A biomarker based detection and characterization of carcinomas exploiting two fundamental biophysical mechanisms in mammalian cells

Authors: Martin Grimm, Steffen Schmitt, Peter Teriete, Thorsten Biegner, Arnulf Stenzl, Jörg Hennenlotter, Hans-Joachim Muhs, Adelheid Munz, Tatjana Nadtotschi, Klemens König, Jörg Sänger, Oliver Feyen, Heiko Hofmann, Siegmar Reinert, Johannes F Coy

Published in: BMC Cancer | Issue 1/2013

Abstract

Background

Biomarkers allowing the characterization of malignancy and therapy response of oral squamous cell carcinomas (OSCC) or other types of carcinomas are still outstanding. The biochemical suicide molecule endonuclease DNaseX (DNaseI-like 1) has been used to identify the Apo10 protein epitope that marks tumor cells with abnormal apoptosis and proliferation. The transketolase-like protein 1 (TKTL1) represents the enzymatic basis for an anaerobic glucose metabolism even in the presence of oxygen (aerobic glycolysis/Warburg effect), which is concomitant with a more malignant phenotype due to invasive growth/metastasis and resistance to radical and apoptosis inducing therapies.

Methods

Expression of Apo10 and TKTL1 was analysed retrospectively in OSCC specimen (n = 161) by immunohistochemistry. Both markers represent independent markers for poor survival. Furthermore Apo10 and TKTL1 have been used prospectively for epitope detection in monocytes (EDIM)-blood test in patients with OSCC (n = 50), breast cancer (n = 48), prostate cancer (n = 115), and blood donors/controls (n = 74).

Results

Positive Apo10 and TKTL1 expression were associated with recurrence of the tumor.
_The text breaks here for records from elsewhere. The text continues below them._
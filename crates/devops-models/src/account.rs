//! Accounts, profiles and team projects.

use serde::{Deserialize, Serialize};

/// A DevOps organization the signed-in user is a member of.
#[derive(Debug, Clone, PartialEq, Eq, Serialize, Deserialize)]
#[serde(rename_all = "camelCase")]
pub struct Account {
    /// Unique identifier of the account.
    pub account_id: String,

    /// Account name, the `{account}` part of `https://{account}.visualstudio.com`.
    pub account_name: String,

    /// URI of the account, if returned.
    #[serde(default, skip_serializing_if = "Option::is_none")]
    pub account_uri: Option<String>,
}

impl Account {
    /// Creates an account with the given id and name.
    pub fn new(account_id: impl Into<String>, account_name: impl Into<String>) -> Self {
        Self {
            account_id: account_id.into(),
            account_name: account_name.into(),
            account_uri: None,
        }
    }
}

/// The profile of the signed-in user.
#[derive(Debug, Clone, PartialEq, Eq, Serialize, Deserialize)]
#[serde(rename_all = "camelCase")]
pub struct Profile {
    /// Identity id, used as member id and approval assignee filter.
    pub id: String,

    /// Display name.
    #[serde(default)]
    pub display_name: String,

    /// Email address.
    #[serde(default, skip_serializing_if = "Option::is_none")]
    pub email_address: Option<String>,
}

impl Profile {
    /// Creates a profile.
    pub fn new(id: impl Into<String>, display_name: impl Into<String>) -> Self {
        Self {
            id: id.into(),
            display_name: display_name.into(),
            email_address: None,
        }
    }
}

/// A team project: the container scoping definitions and approvals.
#[derive(Debug, Clone, PartialEq, Eq, Serialize, Deserialize)]
#[serde(rename_all = "camelCase")]
pub struct TeamProject {
    /// Project id (GUID).
    pub id: String,

    /// Project name.
    pub name: String,

    /// Optional description.
    #[serde(default, skip_serializing_if = "Option::is_none")]
    pub description: Option<String>,

    /// Project state (e.g. "wellFormed").
    #[serde(default, skip_serializing_if = "Option::is_none")]
    pub state: Option<String>,
}

impl TeamProject {
    /// Creates a project.
    pub fn new(id: impl Into<String>, name: impl Into<String>) -> Self {
        Self {
            id: id.into(),
            name: name.into(),
            description: None,
            state: None,
        }
    }
}

#[cfg(test)]
mod tests {
    use super::*;

    #[test]
    fn test_account_deserialize() {
        let json = r#"{"accountId":"a-1","accountName":"contoso","accountUri":"https://contoso.vssps.visualstudio.com/"}"#;
        let account: Account = serde_json::from_str(json).unwrap();
        assert_eq!(account.account_id, "a-1");
        assert_eq!(account.account_name, "contoso");
        assert!(account.account_uri.is_some());
    }

    #[test]
    fn test_profile_missing_optional_fields() {
        let profile: Profile = serde_json::from_str(r#"{"id":"me"}"#).unwrap();
        assert_eq!(profile.id, "me");
        assert!(profile.display_name.is_empty());
        assert!(profile.email_address.is_none());
    }
}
Multivariate analysis demonstrated Apo10 and TKTL1 expression as an independent prognostic factor for reduced tumor-specific survival. Apo10+/TKTL1+ subgroup showed the worst disease-free survival rate in OSCC.
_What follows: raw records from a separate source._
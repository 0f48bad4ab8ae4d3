use std::fmt;

use jsonwebtoken::Algorithm;

/// Signing settings for session tokens.
#[derive(Clone)]
pub struct SecurityConfig {
    /// Symmetric key for signing and verifying tokens
    pub jwt_secret: Vec<u8>,
    /// JWT algorithm to use (HS256)
    pub algorithm: Algorithm,
}

impl SecurityConfig {
    /// Create a new SecurityConfig with the given signing secret
    pub fn new(jwt_secret: impl Into<Vec<u8>>) -> Self {
        Self {
            jwt_secret: jwt_secret.into(),
            algorithm: Algorithm::HS256,
        }
    }
}

impl fmt::Debug for SecurityConfig {
    fn fmt(&self, f: &mut fmt::Formatter<'_>) -> fmt::Result {
        f.debug_struct("SecurityConfig")
            .field("jwt_secret", &"[REDACTED]")
            .field("algorithm", &self.algorithm)
            .finish()
    }
}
EDIM-Apo10 and EDIM-TKTL1 blood tests allowed a sensitive and specific detection of patients with OSCC, breast cancer and prostate cancer before surgery and in after care. A combined score of Apo10+/TKTL1+ led to a sensitivity of 95.8% and a specificity of 97.3% for the detection of carcinomas independent of the tumor entity.

Conclusions

The combined detection of two independent fundamental biophysical processes by the two biomarkers Apo10 and TKTL1 allows a sensitive and specific detection of neoplasia in a noninvasive and cost-effective way. Further prospective trials are warranted to validate this new concept for the diagnosis of neoplasia and tumor recurrence.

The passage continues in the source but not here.